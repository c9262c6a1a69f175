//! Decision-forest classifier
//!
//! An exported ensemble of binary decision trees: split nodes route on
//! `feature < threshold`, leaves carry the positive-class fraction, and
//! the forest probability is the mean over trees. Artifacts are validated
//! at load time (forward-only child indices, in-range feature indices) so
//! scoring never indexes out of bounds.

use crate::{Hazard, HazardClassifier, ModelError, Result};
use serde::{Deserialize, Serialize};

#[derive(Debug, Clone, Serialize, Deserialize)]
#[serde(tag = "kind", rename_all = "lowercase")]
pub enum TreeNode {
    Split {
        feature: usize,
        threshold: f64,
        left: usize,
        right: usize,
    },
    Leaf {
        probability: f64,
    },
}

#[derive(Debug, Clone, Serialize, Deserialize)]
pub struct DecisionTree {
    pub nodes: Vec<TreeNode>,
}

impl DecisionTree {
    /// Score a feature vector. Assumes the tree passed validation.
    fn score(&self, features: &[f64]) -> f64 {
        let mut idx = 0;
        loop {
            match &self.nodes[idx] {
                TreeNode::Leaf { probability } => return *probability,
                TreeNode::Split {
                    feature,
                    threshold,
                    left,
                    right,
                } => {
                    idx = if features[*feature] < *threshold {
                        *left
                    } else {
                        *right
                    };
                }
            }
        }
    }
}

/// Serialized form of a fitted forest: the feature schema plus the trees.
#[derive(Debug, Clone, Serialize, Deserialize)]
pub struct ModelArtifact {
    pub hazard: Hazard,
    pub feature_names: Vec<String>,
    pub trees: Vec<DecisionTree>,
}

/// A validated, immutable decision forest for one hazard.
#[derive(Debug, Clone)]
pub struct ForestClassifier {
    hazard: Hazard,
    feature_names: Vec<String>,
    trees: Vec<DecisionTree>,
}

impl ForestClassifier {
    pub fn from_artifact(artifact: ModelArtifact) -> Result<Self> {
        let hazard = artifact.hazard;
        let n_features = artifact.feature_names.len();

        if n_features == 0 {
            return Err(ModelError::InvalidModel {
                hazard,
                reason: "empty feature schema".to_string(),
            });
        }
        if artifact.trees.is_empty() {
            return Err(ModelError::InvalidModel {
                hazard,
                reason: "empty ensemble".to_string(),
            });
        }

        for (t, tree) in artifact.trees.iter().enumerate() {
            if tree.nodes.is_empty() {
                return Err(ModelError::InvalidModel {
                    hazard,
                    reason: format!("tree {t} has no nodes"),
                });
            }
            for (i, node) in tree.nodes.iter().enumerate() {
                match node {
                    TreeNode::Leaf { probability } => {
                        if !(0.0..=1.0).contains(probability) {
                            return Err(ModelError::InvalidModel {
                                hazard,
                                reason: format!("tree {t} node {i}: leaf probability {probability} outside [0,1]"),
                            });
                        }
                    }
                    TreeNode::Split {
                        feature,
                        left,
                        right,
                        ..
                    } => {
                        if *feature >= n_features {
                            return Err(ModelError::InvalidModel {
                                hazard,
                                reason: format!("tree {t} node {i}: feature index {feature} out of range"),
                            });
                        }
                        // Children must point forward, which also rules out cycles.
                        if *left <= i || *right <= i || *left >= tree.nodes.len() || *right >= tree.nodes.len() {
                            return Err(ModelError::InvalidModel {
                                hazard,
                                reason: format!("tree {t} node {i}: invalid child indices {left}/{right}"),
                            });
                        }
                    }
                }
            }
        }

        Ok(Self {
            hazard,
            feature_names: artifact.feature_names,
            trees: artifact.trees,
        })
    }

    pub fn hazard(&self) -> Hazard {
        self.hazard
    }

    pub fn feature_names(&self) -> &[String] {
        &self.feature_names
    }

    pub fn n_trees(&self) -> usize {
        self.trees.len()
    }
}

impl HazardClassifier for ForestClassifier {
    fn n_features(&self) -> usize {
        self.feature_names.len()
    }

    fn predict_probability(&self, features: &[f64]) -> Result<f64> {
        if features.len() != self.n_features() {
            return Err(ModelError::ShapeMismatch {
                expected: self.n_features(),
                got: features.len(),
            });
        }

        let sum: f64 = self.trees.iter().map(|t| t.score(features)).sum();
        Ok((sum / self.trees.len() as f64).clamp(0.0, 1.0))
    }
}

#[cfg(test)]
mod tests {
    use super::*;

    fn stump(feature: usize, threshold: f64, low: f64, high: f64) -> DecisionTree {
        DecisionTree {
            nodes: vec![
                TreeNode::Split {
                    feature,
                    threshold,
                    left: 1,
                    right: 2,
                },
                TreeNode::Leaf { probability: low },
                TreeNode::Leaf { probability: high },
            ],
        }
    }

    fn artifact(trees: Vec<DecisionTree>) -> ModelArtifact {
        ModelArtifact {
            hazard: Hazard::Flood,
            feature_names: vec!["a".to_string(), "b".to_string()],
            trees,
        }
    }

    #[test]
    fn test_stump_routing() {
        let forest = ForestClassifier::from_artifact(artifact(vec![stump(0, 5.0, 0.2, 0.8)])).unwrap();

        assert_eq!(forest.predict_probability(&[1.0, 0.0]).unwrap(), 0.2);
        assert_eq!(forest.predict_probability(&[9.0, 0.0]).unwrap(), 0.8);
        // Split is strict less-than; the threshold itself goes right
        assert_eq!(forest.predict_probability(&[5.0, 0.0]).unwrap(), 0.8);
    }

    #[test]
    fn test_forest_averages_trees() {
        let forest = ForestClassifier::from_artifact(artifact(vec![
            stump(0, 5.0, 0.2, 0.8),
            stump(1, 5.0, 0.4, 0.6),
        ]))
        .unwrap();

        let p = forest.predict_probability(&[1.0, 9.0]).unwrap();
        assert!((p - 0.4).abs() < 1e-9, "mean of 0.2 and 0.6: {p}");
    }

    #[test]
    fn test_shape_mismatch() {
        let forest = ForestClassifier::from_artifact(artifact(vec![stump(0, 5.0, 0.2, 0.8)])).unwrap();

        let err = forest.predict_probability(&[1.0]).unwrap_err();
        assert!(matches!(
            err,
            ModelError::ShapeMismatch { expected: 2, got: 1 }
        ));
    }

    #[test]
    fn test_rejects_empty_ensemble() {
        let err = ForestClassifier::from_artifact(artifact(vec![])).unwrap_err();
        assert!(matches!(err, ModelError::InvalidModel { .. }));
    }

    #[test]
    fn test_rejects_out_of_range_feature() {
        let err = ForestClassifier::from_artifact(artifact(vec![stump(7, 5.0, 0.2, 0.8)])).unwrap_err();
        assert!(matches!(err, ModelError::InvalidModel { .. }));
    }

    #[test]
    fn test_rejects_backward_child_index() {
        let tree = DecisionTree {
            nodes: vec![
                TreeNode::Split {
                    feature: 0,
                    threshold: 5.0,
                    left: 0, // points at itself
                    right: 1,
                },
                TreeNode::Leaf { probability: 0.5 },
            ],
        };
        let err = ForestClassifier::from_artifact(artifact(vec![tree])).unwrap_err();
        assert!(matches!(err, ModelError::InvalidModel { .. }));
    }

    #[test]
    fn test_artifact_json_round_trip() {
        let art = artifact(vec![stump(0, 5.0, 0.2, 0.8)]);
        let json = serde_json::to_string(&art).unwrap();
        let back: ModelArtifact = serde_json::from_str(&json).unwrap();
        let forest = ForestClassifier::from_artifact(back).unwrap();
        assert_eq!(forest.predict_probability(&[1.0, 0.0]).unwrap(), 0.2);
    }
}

==*==

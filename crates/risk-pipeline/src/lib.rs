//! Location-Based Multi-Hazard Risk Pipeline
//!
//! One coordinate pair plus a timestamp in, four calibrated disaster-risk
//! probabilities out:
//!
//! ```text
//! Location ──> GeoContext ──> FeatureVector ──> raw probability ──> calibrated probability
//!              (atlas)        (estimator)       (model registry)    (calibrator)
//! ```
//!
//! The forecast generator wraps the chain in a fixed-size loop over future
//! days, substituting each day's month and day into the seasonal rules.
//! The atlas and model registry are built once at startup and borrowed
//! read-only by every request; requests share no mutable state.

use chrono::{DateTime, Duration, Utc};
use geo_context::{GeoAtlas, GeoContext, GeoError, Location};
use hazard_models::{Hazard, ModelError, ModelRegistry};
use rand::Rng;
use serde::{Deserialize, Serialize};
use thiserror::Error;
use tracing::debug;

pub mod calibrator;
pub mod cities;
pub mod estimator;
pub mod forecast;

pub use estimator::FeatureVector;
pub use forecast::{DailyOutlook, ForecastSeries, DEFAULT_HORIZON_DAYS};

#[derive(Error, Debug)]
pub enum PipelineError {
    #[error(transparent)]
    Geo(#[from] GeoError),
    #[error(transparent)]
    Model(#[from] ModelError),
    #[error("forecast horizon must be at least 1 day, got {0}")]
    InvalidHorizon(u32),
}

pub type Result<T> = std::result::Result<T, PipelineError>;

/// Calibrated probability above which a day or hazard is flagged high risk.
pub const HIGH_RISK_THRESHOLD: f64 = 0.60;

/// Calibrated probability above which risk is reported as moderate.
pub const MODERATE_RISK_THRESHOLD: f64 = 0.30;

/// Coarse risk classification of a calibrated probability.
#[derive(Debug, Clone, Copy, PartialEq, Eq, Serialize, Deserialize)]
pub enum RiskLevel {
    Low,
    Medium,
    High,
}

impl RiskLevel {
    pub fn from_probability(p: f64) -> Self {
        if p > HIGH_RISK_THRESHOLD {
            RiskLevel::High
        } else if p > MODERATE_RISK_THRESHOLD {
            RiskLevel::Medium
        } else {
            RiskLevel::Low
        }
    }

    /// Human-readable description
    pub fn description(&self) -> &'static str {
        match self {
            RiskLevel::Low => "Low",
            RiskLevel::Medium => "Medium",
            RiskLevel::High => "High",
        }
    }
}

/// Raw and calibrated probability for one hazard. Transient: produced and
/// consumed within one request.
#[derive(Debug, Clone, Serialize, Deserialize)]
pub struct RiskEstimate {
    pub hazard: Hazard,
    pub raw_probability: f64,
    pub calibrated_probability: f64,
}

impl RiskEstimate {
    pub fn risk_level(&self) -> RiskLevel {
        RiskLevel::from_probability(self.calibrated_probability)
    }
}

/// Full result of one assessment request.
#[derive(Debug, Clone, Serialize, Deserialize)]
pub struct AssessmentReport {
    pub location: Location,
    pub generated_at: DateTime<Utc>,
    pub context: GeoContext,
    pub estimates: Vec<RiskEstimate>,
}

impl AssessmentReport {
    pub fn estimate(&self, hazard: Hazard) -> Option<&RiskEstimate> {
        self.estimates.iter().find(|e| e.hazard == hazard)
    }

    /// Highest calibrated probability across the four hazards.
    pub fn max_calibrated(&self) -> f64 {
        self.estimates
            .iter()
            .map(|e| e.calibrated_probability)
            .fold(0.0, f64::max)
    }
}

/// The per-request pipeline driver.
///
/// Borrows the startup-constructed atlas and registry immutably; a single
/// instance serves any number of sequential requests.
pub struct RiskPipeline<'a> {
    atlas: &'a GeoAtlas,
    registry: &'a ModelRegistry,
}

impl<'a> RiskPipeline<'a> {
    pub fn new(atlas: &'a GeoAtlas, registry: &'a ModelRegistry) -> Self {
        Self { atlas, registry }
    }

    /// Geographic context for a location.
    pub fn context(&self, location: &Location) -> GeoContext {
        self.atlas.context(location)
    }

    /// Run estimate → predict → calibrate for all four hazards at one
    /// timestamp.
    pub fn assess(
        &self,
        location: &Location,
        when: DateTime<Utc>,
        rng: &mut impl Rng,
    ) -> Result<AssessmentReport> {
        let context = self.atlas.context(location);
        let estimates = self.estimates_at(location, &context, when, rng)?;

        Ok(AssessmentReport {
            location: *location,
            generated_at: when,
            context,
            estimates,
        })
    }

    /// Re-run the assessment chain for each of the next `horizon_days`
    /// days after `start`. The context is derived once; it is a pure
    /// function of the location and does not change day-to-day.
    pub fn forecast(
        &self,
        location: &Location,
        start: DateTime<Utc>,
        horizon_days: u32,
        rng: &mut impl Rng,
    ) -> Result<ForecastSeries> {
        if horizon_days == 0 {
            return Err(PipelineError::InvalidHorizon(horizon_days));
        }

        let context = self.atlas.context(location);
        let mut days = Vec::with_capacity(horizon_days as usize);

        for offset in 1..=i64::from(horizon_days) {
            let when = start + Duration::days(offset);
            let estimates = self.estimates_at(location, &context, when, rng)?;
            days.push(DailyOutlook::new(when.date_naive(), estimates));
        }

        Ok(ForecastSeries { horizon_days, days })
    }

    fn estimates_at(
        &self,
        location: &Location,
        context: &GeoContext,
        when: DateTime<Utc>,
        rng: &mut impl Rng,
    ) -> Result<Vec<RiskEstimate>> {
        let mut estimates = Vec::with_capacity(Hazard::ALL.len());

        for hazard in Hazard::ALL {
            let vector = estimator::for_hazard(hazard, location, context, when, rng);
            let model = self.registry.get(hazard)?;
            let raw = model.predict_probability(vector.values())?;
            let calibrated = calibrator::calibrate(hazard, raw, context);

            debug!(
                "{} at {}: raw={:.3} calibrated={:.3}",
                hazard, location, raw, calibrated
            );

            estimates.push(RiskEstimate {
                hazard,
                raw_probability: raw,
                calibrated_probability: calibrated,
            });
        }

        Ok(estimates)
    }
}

==*==

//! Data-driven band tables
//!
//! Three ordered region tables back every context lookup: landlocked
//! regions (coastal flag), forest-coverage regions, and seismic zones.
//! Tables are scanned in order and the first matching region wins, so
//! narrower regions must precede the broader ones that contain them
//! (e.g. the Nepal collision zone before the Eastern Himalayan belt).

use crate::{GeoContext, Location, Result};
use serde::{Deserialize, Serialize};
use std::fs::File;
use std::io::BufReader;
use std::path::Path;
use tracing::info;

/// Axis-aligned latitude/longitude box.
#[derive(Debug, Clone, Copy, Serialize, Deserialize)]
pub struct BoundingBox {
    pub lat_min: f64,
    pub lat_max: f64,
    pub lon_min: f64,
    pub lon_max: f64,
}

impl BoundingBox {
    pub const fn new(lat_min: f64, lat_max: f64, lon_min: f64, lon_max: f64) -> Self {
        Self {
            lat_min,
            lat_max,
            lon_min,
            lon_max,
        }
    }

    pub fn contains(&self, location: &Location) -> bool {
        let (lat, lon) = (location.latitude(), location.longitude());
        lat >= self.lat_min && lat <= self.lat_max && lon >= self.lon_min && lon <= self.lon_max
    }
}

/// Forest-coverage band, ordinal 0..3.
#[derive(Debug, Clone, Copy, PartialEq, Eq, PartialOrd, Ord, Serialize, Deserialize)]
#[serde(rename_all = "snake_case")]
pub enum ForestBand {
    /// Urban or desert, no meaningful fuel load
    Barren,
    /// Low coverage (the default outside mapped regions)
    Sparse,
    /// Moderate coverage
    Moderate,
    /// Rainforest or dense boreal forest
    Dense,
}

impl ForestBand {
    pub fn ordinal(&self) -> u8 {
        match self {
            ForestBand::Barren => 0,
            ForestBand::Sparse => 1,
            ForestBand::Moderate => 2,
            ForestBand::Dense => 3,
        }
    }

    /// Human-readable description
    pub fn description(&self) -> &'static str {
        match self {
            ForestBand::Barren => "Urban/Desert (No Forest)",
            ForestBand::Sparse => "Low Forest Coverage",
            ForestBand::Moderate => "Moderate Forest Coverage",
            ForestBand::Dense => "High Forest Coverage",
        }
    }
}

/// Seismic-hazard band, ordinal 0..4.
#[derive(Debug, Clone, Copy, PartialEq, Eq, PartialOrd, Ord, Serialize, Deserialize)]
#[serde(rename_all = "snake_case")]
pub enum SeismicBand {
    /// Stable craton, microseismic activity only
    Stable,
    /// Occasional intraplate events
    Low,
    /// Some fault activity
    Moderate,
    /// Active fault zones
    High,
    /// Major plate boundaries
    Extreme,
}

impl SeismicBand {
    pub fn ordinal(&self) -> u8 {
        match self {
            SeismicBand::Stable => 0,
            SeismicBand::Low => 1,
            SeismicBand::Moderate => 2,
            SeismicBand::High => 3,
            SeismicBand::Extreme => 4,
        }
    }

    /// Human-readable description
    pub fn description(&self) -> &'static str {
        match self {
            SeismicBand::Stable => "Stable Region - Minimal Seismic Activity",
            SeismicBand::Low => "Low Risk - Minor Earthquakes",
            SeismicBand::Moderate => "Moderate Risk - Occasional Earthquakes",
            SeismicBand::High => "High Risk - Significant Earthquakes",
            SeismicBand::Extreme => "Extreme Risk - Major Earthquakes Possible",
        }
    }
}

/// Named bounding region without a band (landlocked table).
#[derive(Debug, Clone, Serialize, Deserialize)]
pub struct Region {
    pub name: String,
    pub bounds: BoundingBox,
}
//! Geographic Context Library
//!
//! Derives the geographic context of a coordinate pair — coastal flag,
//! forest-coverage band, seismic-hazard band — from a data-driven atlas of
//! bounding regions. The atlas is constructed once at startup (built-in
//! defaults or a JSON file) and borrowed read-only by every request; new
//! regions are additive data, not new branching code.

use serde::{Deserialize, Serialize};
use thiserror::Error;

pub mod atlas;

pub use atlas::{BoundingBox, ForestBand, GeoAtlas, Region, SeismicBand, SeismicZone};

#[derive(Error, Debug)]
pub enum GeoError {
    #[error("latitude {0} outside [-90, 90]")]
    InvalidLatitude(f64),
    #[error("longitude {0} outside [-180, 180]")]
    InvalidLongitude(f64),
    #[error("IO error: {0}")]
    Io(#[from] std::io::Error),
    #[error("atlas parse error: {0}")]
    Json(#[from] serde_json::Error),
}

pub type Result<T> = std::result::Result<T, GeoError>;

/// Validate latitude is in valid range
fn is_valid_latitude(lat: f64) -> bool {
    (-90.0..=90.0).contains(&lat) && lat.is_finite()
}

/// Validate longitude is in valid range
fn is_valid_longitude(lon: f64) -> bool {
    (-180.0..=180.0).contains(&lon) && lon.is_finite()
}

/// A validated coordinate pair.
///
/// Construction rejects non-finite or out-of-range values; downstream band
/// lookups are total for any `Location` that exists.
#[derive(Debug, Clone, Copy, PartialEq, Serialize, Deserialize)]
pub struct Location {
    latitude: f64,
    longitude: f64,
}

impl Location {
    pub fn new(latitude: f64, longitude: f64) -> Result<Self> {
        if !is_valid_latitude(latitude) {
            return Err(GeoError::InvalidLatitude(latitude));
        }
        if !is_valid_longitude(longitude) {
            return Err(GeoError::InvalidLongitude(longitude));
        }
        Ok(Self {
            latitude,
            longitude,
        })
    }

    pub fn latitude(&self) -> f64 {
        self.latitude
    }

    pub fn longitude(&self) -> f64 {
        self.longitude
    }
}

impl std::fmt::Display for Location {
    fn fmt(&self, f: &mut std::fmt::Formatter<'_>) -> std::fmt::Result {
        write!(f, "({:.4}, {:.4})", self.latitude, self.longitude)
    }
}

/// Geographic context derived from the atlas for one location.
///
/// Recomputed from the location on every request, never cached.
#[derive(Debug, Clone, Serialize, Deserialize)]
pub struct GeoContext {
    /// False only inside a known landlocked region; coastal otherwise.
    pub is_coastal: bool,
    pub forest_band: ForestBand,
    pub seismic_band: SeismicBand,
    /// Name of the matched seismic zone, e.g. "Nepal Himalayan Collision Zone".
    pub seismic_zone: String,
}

==*==

If a line in the data contains the string "InvalidHorizon", copy it.

_Written answer_.
    InvalidHorizon(u32),
            return Err(PipelineError::InvalidHorizon(horizon_days));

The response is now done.